De tempos em tempos avistamos uma suindara voando. Silenciosa, como se estivesse escuro. Ela alimenta-se de morcegos, entre outros. Ao chegarmos à caverna conhecemos uma equipe que pesquisa o regurgito das suindaras, estavam levando amostras para o laboratório, a maior parte delas pequenos ossos e crânios de morcegos.

O ambiente é convidativo, mas frágil. Realmente importante ter alguém que conhece a caverna nos acompanhando para nossa segurança (é fácil cair ou até se perder) e para segurança da caverna (o solo é frágil e pode ceder, danificando irreversivelmente a caverna).

O Lajedo em Pé é um sítio arqueológico

Lajedos são formações que existem em muitos locais e formatos. Mas neste, além de ser uma sucessão de pedras que cobrem cavernas embaixo (dá para ver), algumas das pedras estão na vertical.

Não se sabe ao certo como ou quando isso foi feito, mas sabe-se que foi necessária uma ação humana. A natureza sozinha não conseguiria levantar as pedras e dispo-las nesse sentido. Interessante vivenciar um sítio arqueológico diferente dos que já conhecíamos.

O Abrigo do Letreiro é uma caverna com um mulungu reinando em uma das claraboias

Esta é uma caverna mais rasa e com pinturas rupestres, principalmente da tradição agreste, com figuras geométricas que remetem a contagens. Mas o que mais chama a atenção aqui é uma abertura no teto por onde cresceu um enorme mulungu. Um árvore provavelmente centenária que encontrou condições perfeitas para crescer e balancear a questão do calor e da umidade.
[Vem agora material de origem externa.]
//! Application state management and view model computation.
//!
//! This module defines [`AppState`], the container that wires the record store, the
//! filter/sort controller, the fetch coordinator, and the marker manager together.
//!
//! # Architecture
//!
//! `AppState` separates core data (the record store) from derived state (the filtered
//! list and the marker set). Every mutation that can affect a derived view recomputes
//! it before returning, so reads never observe stale derivations:
//!
//! - Store changes (load, create) recompute the list and reconcile markers.
//! - List criteria changes recompute the list only.
//! - Quick filter changes reconcile markers only, which toggles visibility.
//!
//! # Example
//!
//! ```rust
//! use skatemap::app::AppState;
//! use skatemap::map::HeadlessSurface;
//! use skatemap::view::SortKey;
//!
//! let mut state = AppState::new(HeadlessSurface::new(), 100);
//! state.set_sort_key(SortKey::Difficulty);
//! let viewmodel = state.compute_viewmodel();
//! assert!(viewmodel.rows.is_empty());
//! ```

use super::controller::FilterSortController;
use crate::domain::{LocationRecord, NewLocationRecord, RecordId, Result, SkatemapError};
use crate::fetch::{FetchCoordinator, FetchRequest, FetchResponse, LoadTicket, LoadingState};
use crate::map::{MapSurface, MarkerLifecycleManager};
use crate::remote::RemoteSource;
use crate::storage::RecordStore;
use crate::view::{
    derive, CategoryFilter, ListRow, ListViewModel, ParkDetail, QuickFilter, SortDirection, SortKey,
};

/// Central application state container.
pub struct AppState<S: MapSurface> {
    store: RecordStore,
    controller: FilterSortController,
    fetch: FetchCoordinator,
    markers: MarkerLifecycleManager<S>,

    /// Output of the last list derivation.
    filtered: Vec<LocationRecord>,

    /// Success message from the last create.
    notice: Option<String>,

    excerpt_len: usize,

    /// Set once the view is torn down; markers are never drawn again after that.
    closed: bool,
}

impl<S: MapSurface> AppState<S> {
    /// Creates an empty state drawing markers on `surface`.
    #[must_use]
    pub fn new(surface: S, excerpt_len: usize) -> Self {
        Self {
            store: RecordStore::new(),
            controller: FilterSortController::new(),
            fetch: FetchCoordinator::new(),
            markers: MarkerLifecycleManager::new(surface, excerpt_len),
            filtered: Vec::new(),
            notice: None,
            excerpt_len,
            closed: false,
        }
    }

    /// Records in the list view, filtered and sorted by the current criteria.
    #[must_use]
    pub fn filtered_records(&self) -> &[LocationRecord] {
        &self.filtered
    }

    #[must_use]
    pub const fn loading_state(&self) -> LoadingState {
        self.fetch.loading_state()
    }

    #[must_use]
    pub fn error_message(&self) -> Option<&str> {
        self.fetch.error_message()
    }

    #[must_use]
    pub fn notice(&self) -> Option<&str> {
        self.notice.as_deref()
    }

    #[must_use]
    pub const fn store(&self) -> &RecordStore {
        &self.store
    }

    #[must_use]
    pub const fn controller(&self) -> &FilterSortController {
        &self.controller
    }

    #[must_use]
    pub const fn markers(&self) -> &MarkerLifecycleManager<S> {
        &self.markers
    }

    pub fn set_search(&mut self, search: impl Into<String>) -> bool {
        let changed = self.controller.set_search(search);
        if changed {
            self.refresh_list();
        }
        changed
    }

    pub fn set_category(&mut self, category: CategoryFilter) -> bool {
        let changed = self.controller.set_category(category);
        if changed {
            self.refresh_list();
        }
        changed
    }

    pub fn set_sort_key(&mut self, key: SortKey) -> bool {
        let changed = self.controller.set_sort_key(key);
        if changed {
            self.refresh_list();
        }
        changed
    }

    pub fn set_sort_direction(&mut self, direction: SortDirection) -> bool {
        let changed = self.controller.set_sort_direction(direction);
        if changed {
            self.refresh_list();
        }
        changed
    }

    pub fn toggle_sort_direction(&mut self) -> bool {
        let changed = self.controller.toggle_sort_direction();
        if changed {
            self.refresh_list();
        }
        changed
    }

    pub fn set_quick_filter(&mut self, filter: QuickFilter) -> bool {
        let changed = self.controller.set_quick_filter(filter);
        if changed {
            self.refresh_markers();
        }
        changed
    }

    fn refresh_list(&mut self) {
        self.filtered = derive(self.store.all(), self.controller.criteria());
        tracing::debug!(
            shown = self.filtered.len(),
            total = self.store.len(),
            revision = self.store.revision(),
            "list recomputed"
        );
    }

    fn refresh_markers(&mut self) {
        if self.closed {
            tracing::debug!(revision = self.store.revision(), "view closed, markers not redrawn");
            return;
        }
        let quick_filter = self.controller.quick_filter();
        self.markers.reconcile(self.store.all(), |record| quick_filter.matches(record));
    }

    fn refresh_views(&mut self) {
        self.refresh_list();
        self.refresh_markers();
    }

    /// Starts a load and returns the request for the host to execute.
    pub fn begin_load(&mut self) -> FetchRequest {
        let ticket = self.fetch.begin_load();
        FetchRequest::load_all(ticket)
    }

    /// Validates a draft and returns the create request for the host to execute.
    ///
    /// # Errors
    ///
    /// Returns [`SkatemapError::Validation`] if the draft is invalid; the message is
    /// also exposed through [`AppState::error_message`].
    pub fn begin_create(&mut self, draft: NewLocationRecord) -> Result<FetchRequest> {
        self.notice = None;
        self.fetch.check_draft(&draft)?;
        Ok(FetchRequest::create(draft))
    }

    /// Applies an executed request's outcome.
    ///
    /// Returns `true` when the store changed, in which case every derived view has
    /// already been recomputed.
    pub fn apply_response(&mut self, response: FetchResponse) -> bool {
        match response {
            FetchResponse::Loaded { ticket, records } => {
                self.finish_load(ticket, Ok(records));
                true
            }
            FetchResponse::Created { record } => self.finish_create(Ok(record)),
            FetchResponse::Failed { ticket: Some(ticket), kind, message } => {
                self.finish_load(ticket, Err(SkatemapError::from_kind(kind, message)));
                false
            }
            FetchResponse::Failed { ticket: None, kind, message } => {
                self.finish_create(Err(SkatemapError::from_kind(kind, message)))
            }
        }
    }

    fn finish_load(&mut self, ticket: LoadTicket, outcome: Result<Vec<LocationRecord>>) {
        if self.fetch.complete_load(ticket, outcome, &mut self.store).is_ok() {
            self.refresh_views();
        }
    }

    fn finish_create(&mut self, outcome: Result<LocationRecord>) -> bool {
        match self.fetch.complete_create(outcome, &mut self.store) {
            Ok(record) => {
                self.announce_created(&record);
                true
            }
            Err(_) => false,
        }
    }

    fn announce_created(&mut self, record: &LocationRecord) {
        self.notice = Some(format!(
            "Successfully added {} to the database!",
            record.display_name()
        ));
        self.refresh_views();
    }

    /// Loads the collection directly from `source`.
    ///
    /// Failures are recorded in the loading state and error message, never returned.
    pub async fn load(&mut self, source: &dyn RemoteSource) {
        let ticket = self.fetch.begin_load();
        let outcome = source.fetch_all().await;
        self.finish_load(ticket, outcome);
    }

    /// Validates and submits `draft` directly to `source`.
    ///
    /// # Errors
    ///
    /// Returns the validation, network, or payload error after recording its message.
    pub async fn create(&mut self, source: &dyn RemoteSource, draft: &NewLocationRecord) -> Result<RecordId> {
        self.notice = None;
        self.fetch.check_draft(draft)?;
        let outcome = source.submit(draft).await;
        let record = self.fetch.complete_create(outcome, &mut self.store)?;
        self.announce_created(&record);
        Ok(record.id)
    }

    /// Records shown in the list under the map: the quick filter applied in store order.
    #[must_use]
    pub fn map_records(&self) -> Vec<&LocationRecord> {
        let quick_filter = self.controller.quick_filter();
        self.store
            .all()
            .iter()
            .filter(|record| quick_filter.matches(record))
            .collect()
    }

    #[must_use]
    pub fn detail(&self, id: RecordId) -> Option<ParkDetail> {
        self.store.get(id).map(ParkDetail::from_record)
    }

    /// Computes the list view model from the current state.
    #[must_use]
    pub fn compute_viewmodel(&self) -> ListViewModel {
        ListViewModel {
            rows: self
                .filtered
                .iter()
                .map(|record| ListRow::from_record(record, self.excerpt_len))
                .collect(),
            loading: self.loading_state(),
            error: self.error_message().map(str::to_string),
            notice: self.notice.clone(),
            total: self.store.len(),
        }
    }

    /// Releases every marker on the surface and closes the view.
    ///
    /// Completions that arrive afterwards still update the store and the list, but no
    /// marker is created again.
    pub fn teardown(&mut self) {
        self.closed = true;
        self.markers.teardown();
    }

    #[must_use]
    pub const fn is_closed(&self) -> bool {
        self.closed
    }
}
São mais de 200 cavernas, algumas das quais são usadas em momentos de maior seca para que a população busque água, como é o caso da Furna do Pingo, onde pinga água mesmo nas maiores secas.

E tem também a Furna Nova, que deve ser a primeira aberta a visitação quando a estrutura foi aprovada e realizada, mas onde não tivemos a oportunidade de ir. Lá encontra-se um espeleotema chamado cortina, visitaremos novamente no futuro próximo.

Este foi o 37o parque nacional que visitamos em nossa expedição. Enquanto documentamos, existem 74 parques nacionais brasileiros, ou seja, acabamos de visitar a metade deles.

É muito gratificante ir até um parque e ver a relação que há com a comunidade, a aceitação e a cooperação para que todos se fortaleçam, com a conservação como peça central.

É igualmente gratificante reconhecer o quanto já aprendemos e o quanto ainda temos a aprender nesta expedição, conversar com o pessoal que faz a gestão e trocar ideias sobre educação e interpretação ambiental.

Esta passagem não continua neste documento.